Monday, January 14, 2008

Jonathan Ari Steinberg

Everybody has their vices. Women, wine, gambling. For my entire 36 years, I've been a slave to the green stuff. No, not money. Lemon-lime Gatorade.

When I was born with a milk allergy, our doctor in Miami suggested my parents feed me a new sports drink on the market, a sweet substance loaded with carbohydrates and sodium. Invented in 1965 by Dr. Robert Cade at the University of Florida for the school's football team, Gatorade quickly became the gold standard of sports drinks, which it remains to this day. The Gatorade brand is one of the most recognized in the world, and has even spawned the Gatorade Sports Science Institute, which studies the way athletes' bodies react to hydration. As for me, I became addicted early on. In my 13,000-plus days on this earth, I'd guess there are probably less than 50 of them in which I haven't had at least a sip. When I was a kid, I would get sick every summer at camp if I would go more than a few days without it. I'm convinced my body requires it for normal function. As I became involved in youth athletics, I drank more and more, and somehow never lost the taste for it. I'm convinced it even subliminally drove me into a career in the sports business. And the love affair continues into my mid-life. I often consume an entire small bottle with my lunch, and enjoy a tall, cold glass every night with dinner. In short, my comfort food is a comfort drink. I can't imagine life without it.

Sunday, January 13, 2008

Marilyn Ethel Moore Moon

When I was in junior high school, my family lived on Merchantile Street in McKeesport, outside of Pittsburgh, Pennsylvania. One Friday night, my friend Myrna slept at my house. The next morning, my parents, Ethel and Bill, made us breakfast. My mother made six dippy eggs- one for each of us and I guess two for my father. My father made bacon and toast. When we were ready to eat, my mother passed the platter with six eggs to Myrna, who exclaimed, "Oh My Goodness! I can't possibly eat all of these!"
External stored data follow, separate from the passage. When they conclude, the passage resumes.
//! Deterministic devp2p node identities.

use crate::{Error, Result};
use alloy::primitives::hex;
use k256::ecdsa::SigningKey;
use playground_manifest::Output;
use serde::{Deserialize, Serialize};

/// A node key written into the session directory
#[derive(Debug, Clone, PartialEq, Eq, Serialize, Deserialize)]
pub struct Enode {
    /// Sequence number, starting at 1
    pub index: u64,
    /// Artifact holding the hex private key
    pub key_file: String,
    /// Hex node id (uncompressed public key without the `04` prefix)
    pub id: String,
}

impl Enode {
    /// Derive the identity for a sequence number
    pub fn derive(index: u64) -> Result<Self> {
        let key = Self::secret(index);
        let signing = SigningKey::from_slice(&key)
            .map_err(|e| Error::Crypto(format!("enode key {}: {}", index, e)))?;
        let point = signing.verifying_key().to_encoded_point(false);
        Ok(Self {
            index,
            key_file: format!("enode-key-{}.txt", index),
            id: hex::encode(&point.as_bytes()[1..]),
        })
    }

    /// The private key: the sequence number as a big-endian scalar
    pub fn secret(index: u64) -> [u8; 32] {
        let mut key = [0u8; 32];
        key[24..].copy_from_slice(&index.to_be_bytes());
        key
    }

    /// `enode://<id>@<address>`
    pub fn url(&self, address: &str) -> String {
        format!("enode://{}@{}", self.id, address)
    }
}

/// Hands out node identities in order and writes their keys
#[derive(Debug, Default)]
pub struct EnodeManager {
    next: u64,
    issued: Vec<Enode>,
}

impl EnodeManager {
    /// Create a manager whose first identity is number 1
    pub fn new() -> Self {
        Self { next: 1, issued: Vec::new() }
    }

    /// Issue the next identity, writing its key file into `output`
    pub fn next_enode(&mut self, output: &Output) -> Result<Enode> {
        let index = self.next.max(1);
        let enode = Enode::derive(index)?;
        output.write_file(&enode.key_file, hex::encode(Enode::secret(index)))?;
        self.next = index + 1;
        self.issued.push(enode.clone());
        Ok(enode)
    }

    /// Identities issued so far
    pub fn issued(&self) -> &[Enode] {
        &self.issued
    }
}

#[cfg(test)]
mod tests {
    use super::*;

    #[test]
    fn test_first_identity_is_the_generator() {
        let enode = Enode::derive(1).unwrap();
        assert_eq!(
            enode.id,
            "79be667ef9dcbbac55a06295ce870b07029bfcdb2dce28d959f2815b16f81798\
             483ada7726a3c4655da4fbfc0e1108a8fd17b448a68554199c47d08ffb10d4b8"
        );
        assert_eq!(enode.url("el:30303"), format!("enode://{}@el:30303", enode.id));
    }

    #[test]
    fn test_manager_writes_sequential_keys() {
        let dir = tempfile::tempdir().unwrap();
        let output = Output::new(dir.path()).unwrap();
        let mut manager = EnodeManager::new();
        let first = manager.next_enode(&output).unwrap();
        let second = manager.next_enode(&output).unwrap();
        assert_eq!((first.index, second.index), (1, 2));
        assert_ne!(first.id, second.id);

        let key = std::fs::read_to_string(dir.path().join("enode-key-2.txt")).unwrap();
        assert_eq!(key, format!("{:064x}", 2));
        assert_eq!(manager.issued().len(), 2);
    }
}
But she did. Nobody said a word. We were so startled, none of us knew what to say.

Friday, January 11, 2008

Arthur Zanville Steinberg

As anyone who has been around for a few years, I have so many great food memories that I’ll just have to choose among hundreds to share with you now. I hope to supply you with many more as time goes by.

Among my earliest of such memories is one that my maternal grand-mother used to prepare. She lived in our family home in Baltimore and, on occasion, would take over kitchen duties from my mom.

She made a casserole of mashed potatoes mixed with freshly cooked spinach, then baked in a 350 degree oven until the top was crusty, that was out of this world. I used to fight for some of the crust. It was simple to make and delicious.

Many years later, as students in Cincinnati, your “uncle” Arthur B. and I used to treat ourselves to an occasional dinner at two special restaurants. One was an Italian place called Scotti’s where we sat and dined with the owner and her personally prepared viands. I loved her pasta with both meatballs and meat ravioli. The other, La Maisonette, where our favorite waitress, Marge, would advise us of the best menu items of the day. Their rare steaks and bottles of Lafite Rothschild were truly memorable.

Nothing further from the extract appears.